• [TASK INPUTS]

= = = = =

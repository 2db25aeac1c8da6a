//! Diesel and pool error translation shared by the persistence adapters.
//!
//! Each adapter supplies constructors for its own port error so the mapping
//! rules stay in one place.

use diesel::result::{DatabaseErrorKind, Error as DieselError};
use tracing::debug;

use super::pool::PoolError;

/// Pool failures always mean the store is unreachable.
pub(crate) fn map_pool_error<E>(error: PoolError, connection: impl FnOnce(String) -> E) -> E {
    let message = error.into_message();
    debug!(%message, "connection pool checkout failed");
    connection(message)
}

/// Closed connections and unable-to-send are connection errors; everything
/// else is a query error. The Diesel message is logged, not returned.
pub(crate) fn map_diesel_error<E>(
    error: DieselError,
    operation: &'static str,
    query: impl FnOnce(&'static str) -> E,
    connection: impl FnOnce(&'static str) -> E,
) -> E {
    match &error {
        DieselError::DatabaseError(kind, info) => {
            debug!(?kind, message = info.message(), operation, "diesel operation failed");
        }
        other => debug!(error = %other, operation, "diesel operation failed"),
    }

    match error {
        DieselError::DatabaseError(
            DatabaseErrorKind::ClosedConnection | DatabaseErrorKind::UnableToSendCommand,
            _,
        )
        | DieselError::BrokenTransactionManager => connection("database connection error"),
        DieselError::NotFound => query("record not found"),
        DieselError::QueryBuilderError(_) => query("database query error"),
        _ => query("database error"),
    }
}

/// True for unique-constraint violations.
pub(crate) fn is_unique_violation(error: &DieselError) -> bool {
    matches!(
        error,
        DieselError::DatabaseError(DatabaseErrorKind::UniqueViolation, _)
    )
}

= = = = =

• [REQUIRED WORK]
Nothing but the lines from the one with "pub(crate) fn is_unique_violation(error: &DieselError)" through the end of the data above should be reproduced, each exactly, both ends included.

• [WORKED SOLUTION]
pub(crate) fn is_unique_violation(error: &DieselError) -> bool {
    matches!(
        error,
        DieselError::DatabaseError(DatabaseErrorKind::UniqueViolation, _)
    )
}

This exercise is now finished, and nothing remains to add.